Preventing the Spread of Infection in Hospitals

There is a quiet battle happening right now in every hospital all over the world: the war against germs and viruses

For both patients and hospital staff alike, germs must be destroyed in order to prevent the spread of infections. An important example of this is the fight against health-care-associated infections (HAIs), infections that hospital patients get as a result of their stay in the hospital. This may be due to contaminated equipment, surgical instruments, or improper staff hygiene.

Every hospital must have a battle plan to prevent the spread of HAIs. The hospital’s germ warfare strategy consists of three processes, done in the following order: cleaning, disinfection, and finally, sterilization. Let’s take a look at these one by one, going from the weakest form of killing germs (cleaning) to the most severe (sterilization).

First Strike: Cleaning

When we use the term “cleaning,” we mean the removal of all visible dirt, dust or other foreign materials. This means that equipment that has been cleaned by hand with soap/detergent and water is free of all physical and chemical residues and is free of most microorganisms.

The goal of cleaning is to reduce the bioburden. The bioburden (or initial contamination) refers to the population of viable organisms on a material, instrument, product or package. Depending on where and how the item will be used, cleaning may be enough to reduce the bioburden, but for most other types of medical equipment, cleaning is only the first step, which will be followed either by disinfection alone or disinfection and then sterilization. In other words, cleaning is always the first step in the subsequent disinfection and sterilization of equipment.

There are five main reasons why cleaning all medical equipment is so crucial:

1. It gets rid of all blood, pus, dirt or foreign particles that are left, which may cause dangerous complications for the next person to be operated on using that instrument.
2. It reduces the bioburden.
3. It takes away the breeding ground of surviving germs.
4. It prevents the corrosion of highly precise and expensive tools, which have delicate hinges and pivots.
5. It ensures the safe transfer of equipment to be assembled and packed for disinfection or sterilization.

Second Strike: Disinfection

When we use the term disinfection we mean the destruction of all vegetative (living) microorganisms, without necessarily killing all bacterial spores, a difficult-to-kill form of bacteria which exists in a kind of hibernation state that can withstand tough conditions.1  Some types of bacterial spores are very dangerous, e.g., anthrax, and tetanus. In order to kill ALL microorganisms, including bacterial spores, we must sterilize (see next section).

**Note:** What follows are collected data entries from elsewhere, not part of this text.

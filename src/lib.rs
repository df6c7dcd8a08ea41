// HTTP Server modules
pub mod handlers;
pub mod models;
pub mod routes;
pub mod state;

// Gateways to the database, the chat service and the language model
pub mod delivery;
pub mod llm;
pub mod store;

// Message relay and its queue-driven entry point
pub mod queue;
pub mod relay;

pub mod config;
pub mod telemetry;
//! SQL operations behind `PgStore`
//!
//! Each function checks a connection out of the pool, runs one statement and
//! returns it. There is no transaction spanning several calls.

pub mod read;
pub mod write;

pub use read::*;
pub use write::*;
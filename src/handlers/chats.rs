// Chat endpoints

use tracing::{error, info};

use crate::models::{ChatCreatedResponse, CreateChatRequest, HistoryEntry, LogEntry};
use crate::state::AppState;
use crate::store::{self, NewChat};

use super::{parse_id, ApiError};

/// POST /api/v1/chats
pub async fn create_chat(
    state: &AppState,
    request: CreateChatRequest,
) -> Result<ChatCreatedResponse, ApiError> {
    let user_id = parse_id("user_id", &request.user_id)?;

    let chat = state
        .store
        .create_chat(NewChat { user_id })
        .await
        .map_err(|e| match e {
            store::Error::ForeignKeyViolation(msg) => {
                error!(%user_id, error = %msg, "Chat owner does not exist");
                ApiError::internal("Could not create chat")
            }
            other => other.into(),
        })?;
    info!(chat_id = %chat.chat_id, %user_id, "Created chat");

    Ok(ChatCreatedResponse {
        chat_id: chat.chat_id,
    })
}

/// GET /api/v1/chats/{chat_id}
pub async fn chat_history(state: &AppState, chat_id: &str) -> Result<Vec<HistoryEntry>, ApiError> {
    let chat_id = parse_id("chat_id", chat_id)?;

    let history = state
        .store
        .get_chat_history(chat_id)
        .await?
        .ok_or_else(|| ApiError::not_found("Chat not found"))?;

    Ok(history.messages.into_iter().map(HistoryEntry::from).collect())
}

/// GET /api/v1/chats/{chat_id}/logs
pub async fn chat_logs(state: &AppState, chat_id: &str) -> Result<Vec<LogEntry>, ApiError> {
    let chat_id = parse_id("chat_id", chat_id)?;

    if state.store.get_chat(chat_id).await?.is_none() {
        return Err(ApiError::not_found("Chat not found"));
    }

    let logs = state.store.list_chat_logs(chat_id).await?;
    Ok(logs.into_iter().map(LogEntry::from).collect())
}

pub async fn create_chat_handler(
    request: CreateChatRequest,
    state: AppState,
) -> Result<impl warp::Reply, warp::Rejection> {
    let body = create_chat(&state, request).await?;
    Ok(warp::reply::json(&body))
}

pub async fn chat_history_handler(
    chat_id: String,
    state: AppState,
) -> Result<impl warp::Reply, warp::Rejection> {
    let body = chat_history(&state, &chat_id).await?;
    Ok(warp::reply::json(&body))
}

pub async fn chat_logs_handler(
    chat_id: String,
    state: AppState,
) -> Result<impl warp::Reply, warp::Rejection> {
    let body = chat_logs(&state, &chat_id).await?;
    Ok(warp::reply::json(&body))
}
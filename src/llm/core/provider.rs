//! Provider trait for completion implementations

use std::time::Duration;

use async_trait::async_trait;

use super::{
    error::CompletionError,
    types::{CompletionRequest, Model},
};
use crate::llm::anthropic::AnthropicClient;
use crate::llm::openai::OpenAiClient;

/// Interface every language-model backend must satisfy
#[async_trait]
pub trait CompletionProvider: Send + Sync {
    /// Generate text for a single prompt
    ///
    /// Makes exactly one upstream request; no retries.
    async fn complete(&self, request: CompletionRequest) -> Result<String, CompletionError>;
}

/// Create a completion provider from a model specification
///
/// # Example
///
/// ```rust,no_run
/// use std::time::Duration;
/// use chat_relay::llm::{create_provider, Model};
///
/// # fn example() -> Result<(), Box<dyn std::error::Error>> {
/// let provider = create_provider(
///     Model::OpenAi("gpt-4o-mini".to_string()),
///     "sk-...".to_string(),
///     Duration::from_secs(60),
/// )?;
/// # Ok(())
/// # }
/// ```
pub fn create_provider(
    model: Model,
    api_key: String,
    timeout: Duration,
) -> Result<Box<dyn CompletionProvider>, CompletionError> {
    if api_key.trim().is_empty() {
        return Err(CompletionError::AuthenticationError(format!(
            "no API key configured for {}",
            model.provider()
        )));
    }

    match model {
        Model::OpenAi(id) => Ok(Box::new(OpenAiClient::new(api_key, id, timeout)?)),
        Model::Anthropic(id) => Ok(Box::new(AnthropicClient::new(api_key, id, timeout)?)),
    }
}
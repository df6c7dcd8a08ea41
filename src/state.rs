//! Shared application state and service wiring

use std::sync::Arc;
use std::time::Duration;

use anyhow::Context;
use tracing::{info, warn};

use crate::config::{AppConfig, DatabaseTarget};
use crate::delivery::{ChatDelivery, NoopDelivery, StreamChatClient};
use crate::llm::{create_provider, CompletionProvider};
use crate::relay::{MessageRelay, RelaySettings};
use crate::store::{MemoryStore, NewUser, PgStore, Store, StoreConfig};

/// Attempts made while waiting for the database at startup
pub const DB_CONNECT_ATTEMPTS: u32 = 5;

/// Pause between database connection attempts
pub const DB_CONNECT_INTERVAL: Duration = Duration::from_secs(5);

/// Everything a request handler needs, cloned into each route
#[derive(Clone)]
pub struct AppState {
    pub store: Arc<dyn Store>,
    pub relay: MessageRelay,
}

impl AppState {
    pub fn new(store: Arc<dyn Store>, relay: MessageRelay) -> Self {
        Self { store, relay }
    }

    /// Connect every gateway described by `config`
    ///
    /// Waits for the database, applies migrations and seeds the admin user
    /// when enabled.
    pub async fn from_config(config: &AppConfig) -> anyhow::Result<Self> {
        let store = connect_store(config).await?;

        if config.seed_admin {
            seed_admin(store.as_ref()).await?;
        }

        let completion: Arc<dyn CompletionProvider> = Arc::from(
            create_provider(
                config.model.clone(),
                config.completion_api_key.clone(),
                config.completion_timeout,
            )
            .context("failed to build completion provider")?,
        );
        info!(model = %config.model, "Completion provider ready");

        let delivery = build_delivery(config)?;

        let settings = RelaySettings {
            assistant_id: config.assistant_id.clone(),
            persona: config.persona.clone(),
            generation: config.generation.clone(),
        };
        let relay = MessageRelay::new(store.clone(), delivery, completion, settings);

        Ok(Self::new(store, relay))
    }
}

async fn connect_store(config: &AppConfig) -> anyhow::Result<Arc<dyn Store>> {
    match &config.database {
        DatabaseTarget::Memory => {
            warn!("Using in-memory store, data will not survive a restart");
            Ok(Arc::new(MemoryStore::new()))
        }
        DatabaseTarget::Postgres(url) => {
            let store_config = StoreConfig::from_connection_string(url)
                .context("invalid DATABASE_URL")?
                .with_max_pool_size(config.pool_size);

            let store = PgStore::connect_with_retry(store_config, DB_CONNECT_ATTEMPTS, DB_CONNECT_INTERVAL)
                .await
                .context("database unavailable")?;
            store.migrate().await.context("failed to apply migrations")?;

            Ok(Arc::new(store))
        }
    }
}

fn build_delivery(config: &AppConfig) -> anyhow::Result<Arc<dyn ChatDelivery>> {
    match &config.stream {
        Some(stream) => {
            let mut client = StreamChatClient::new(stream.api_key.clone(), &stream.secret)
                .context("failed to build chat delivery client")?;
            if let Some(location) = &stream.location {
                client = client.with_location(location);
            }
            info!("Chat delivery enabled");
            Ok(Arc::new(client))
        }
        None => {
            warn!("STREAM_API_KEY or STREAM_SECRET not set, chat delivery disabled");
            Ok(Arc::new(NoopDelivery))
        }
    }
}

/// Create the initial admin user when no users exist
pub async fn seed_admin(store: &dyn Store) -> anyhow::Result<()> {
    if store.count_users().await? > 0 {
        return Ok(());
    }

    let admin = store
        .create_user(NewUser::new("admin", "admin@example.com"))
        .await
        .context("failed to seed admin user")?;
    info!(user_id = %admin.user_id, "Seeded admin user");
    Ok(())
}

#[cfg(test)]
mod tests {
    use super::*;

    #[tokio::test]
    async fn test_seed_admin_only_once() {
        let store = MemoryStore::new();
        seed_admin(&store).await.unwrap();
        seed_admin(&store).await.unwrap();
        assert_eq!(store.count_users().await.unwrap(), 1);
    }
}
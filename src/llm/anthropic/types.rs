//! Anthropic Messages API request and response types

use serde::{Deserialize, Serialize};

use crate::llm::core::types::CompletionRequest;

/// API version header value
pub const ANTHROPIC_VERSION: &str = "2023-06-01";

/// Request body for `POST /v1/messages`
#[derive(Debug, Clone, Serialize)]
pub struct MessagesRequest {
    pub model: String,
    /// Maximum number of tokens to generate (required)
    pub max_tokens: u32,
    pub messages: Vec<AnthropicMessage>,
    /// System prompt (top-level field)
    #[serde(skip_serializing_if = "Option::is_none")]
    pub system: Option<String>,
    #[serde(skip_serializing_if = "Option::is_none")]
    pub temperature: Option<f32>,
}

/// A single message in the conversation
#[derive(Debug, Clone, Serialize)]
pub struct AnthropicMessage {
    /// Role: "user" or "assistant"
    pub role: String,
    pub content: String,
}

/// Response body of a non-streaming request
#[derive(Debug, Clone, Deserialize)]
pub struct MessagesResponse {
    #[serde(default)]
    pub id: Option<String>,
    pub content: Vec<ResponseBlock>,
    #[serde(default)]
    pub stop_reason: Option<String>,
}

/// A content block within the response
#[derive(Debug, Clone, Deserialize)]
#[serde(tag = "type", rename_all = "snake_case")]
pub enum ResponseBlock {
    Text { text: String },
    #[serde(other)]
    Other,
}

/// Error body: `{"type": "error", "error": {"type": ..., "message": ...}}`
#[derive(Debug, Clone, Deserialize)]
pub struct ErrorEnvelope {
    pub error: ErrorBody,
}

#[derive(Debug, Clone, Deserialize)]
pub struct ErrorBody {
    #[serde(rename = "type")]
    pub error_type: String,
    pub message: String,
}

/// Convert an abstract request into the Anthropic wire format
pub fn to_anthropic_request(model: &str, request: CompletionRequest) -> MessagesRequest {
    MessagesRequest {
        model: model.to_string(),
        max_tokens: request.config.max_tokens,
        messages: vec![AnthropicMessage {
            role: "user".to_string(),
            content: request.prompt,
        }],
        system: request.system,
        temperature: request.config.temperature,
    }
}

impl MessagesResponse {
    /// Concatenated text blocks, ignoring any non-text content
    pub fn into_text(self) -> Option<String> {
        let text: String = self
            .content
            .into_iter()
            .filter_map(|block| match block {
                ResponseBlock::Text { text } => Some(text),
                ResponseBlock::Other => None,
            })
            .collect();

        if text.trim().is_empty() {
            None
        } else {
            Some(text)
        }
    }
}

Hospital rooms may be disinfected with chemicals whereas medical equipment is placed inside an automatic washer machine (think dishwasher for tools instead of dishes). Items that come in contact with bodily fluids or feces, such as bedpans and urinals, need to be disinfected in a “washer disinfector” machine. But the vast majority of medical equipment will require disinfection and then sterilization.

Final Strike: Sterilization

After our equipment has gone through the processes of cleaning and disinfection, it is ready for the last and most serious process of germ eradication, sterilization: the killing of all microorganisms, including bacterial spores. The World Health Organization recommends that all instruments that could possibly come in contact with fluids inside the body should be sterilized before use (ibid.).

The oldest method of sterilization is open-flaming, in which the item was held over an open flame to kill all germs (think: cavemen and an animal on a spit over an open fire.) In modern times, thankfully, there are more advanced methods of sterilization such as:

• moist heat
• dry heat
• biocide by gas or chemicals
• radiation

By far, the industry standard for sterilization today is to use pressurized high-temperature steam to kill all microorganisms in a specialized machine called an autoclave. Based on the model of the pressure-cooker, modern autoclaves run various cycles for different types of equipment and materials, as well as liquids. They come in different sizes, from small tabletop microwave oven-sized machines to large hospital elevator-sized machines. Depending on the needs of the hospital, there may be one or several autoclaves used on a daily basis to sterilize all equipment used during operations.